# [Your objective]
Quote exactly the lines from the start of the entries to the one with "impl<R: PaymentRepository> PaymentService<R>", both ends included.

[Collected data]

use std::sync::Arc;
use uuid::Uuid;

use crate::error::{PaymentError, PaymentResult};
use crate::models::{CreatePayment, NewPayment, Payment, PaymentDetails, UpdatePayment};
use crate::repository::PaymentRepository;

/// Service layer for payment methods. Every operation takes the caller so
/// that customers only reach their own methods.
#[derive(Clone)]
pub struct PaymentService<R: PaymentRepository> {
    repository: Arc<R>,
}

impl<R: PaymentRepository> PaymentService<R> {
    pub fn new(repository: R) -> Self {
        Self {
            repository: Arc::new(repository),
        }
    }

    pub async fn create_payment(
        &self,
        input: CreatePayment,
        caller_id: Uuid,
        caller_is_admin: bool,
    ) -> PaymentResult<Payment> {
        if !caller_is_admin && input.user_id != Some(caller_id) {
            return Err(PaymentError::CreateForbidden);
        }
        let (Some(option), Some(user_id)) = (input.payment_option, input.user_id) else {
            return Err(PaymentError::MissingOption);
        };

        let details = PaymentDetails::for_option(option, input.fields)?;
        self.repository
            .create(NewPayment { user_id, details })
            .await
    }

    pub async fn find_by_user(
        &self,
        user_id: Uuid,
        caller_id: Uuid,
        caller_is_admin: bool,
    ) -> PaymentResult<Vec<Payment>> {
        if !caller_is_admin && user_id != caller_id {
            return Err(PaymentError::ListForbidden);
        }
        self.repository.list_by_user(user_id).await
    }

    pub async fn update_payment(
        &self,
        id: Uuid,
        input: UpdatePayment,
        caller_id: Uuid,
        caller_is_admin: bool,
    ) -> PaymentResult<Payment> {
        let existing = self
            .repository
            .get_by_id(id)
            .await?
            .ok_or(PaymentError::NotFound)?;
        if !caller_is_admin && existing.user_id != caller_id {
            return Err(PaymentError::UpdateForbidden);
        }

        let option = input.payment_option.unwrap_or(existing.payment_option);

        // The option's own fields must come with the request; the rest stay.
        let replaced = PaymentDetails::for_option(option, input.fields)?;
        let details = PaymentDetails {
            payment_option: option,
            iban: replaced.iban.or(existing.iban),
            credit_card_number: replaced.credit_card_number.or(existing.credit_card_number),
            expiry_date: replaced.expiry_date.or(existing.expiry_date),
            cvc: replaced.cvc.or(existing.cvc),
            paypal_email: replaced.paypal_email.or(existing.paypal_email),
        };

        self.repository.update(id, details).await
    }

    pub async fn delete_payment(
        &self,
        id: Uuid,
        caller_id: Uuid,
        caller_is_admin: bool,
    ) -> PaymentResult<()> {
        let existing = self
            .repository
            .get_by_id(id)
            .await?
            .ok_or(PaymentError::NotFound)?;
        if !caller_is_admin && existing.user_id != caller_id {
            return Err(PaymentError::DeleteForbidden);
        }

        if !self.repository.delete(id).await? {
            return Err(PaymentError::NotFound);
        }

        tracing::info!(payment_id = %id, "Deleted payment");
        Ok(())
    }
}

# [Answer area]
use std::sync::Arc;
use uuid::Uuid;

use crate::error::{PaymentError, PaymentResult};
use crate::models::{CreatePayment, NewPayment, Payment, PaymentDetails, UpdatePayment};
use crate::repository::PaymentRepository;

/// Service layer for payment methods. Every operation takes the caller so
/// that customers only reach their own methods.
#[derive(Clone)]
pub struct PaymentService<R: PaymentRepository> {
    repository: Arc<R>,
}

impl<R: PaymentRepository> PaymentService<R> {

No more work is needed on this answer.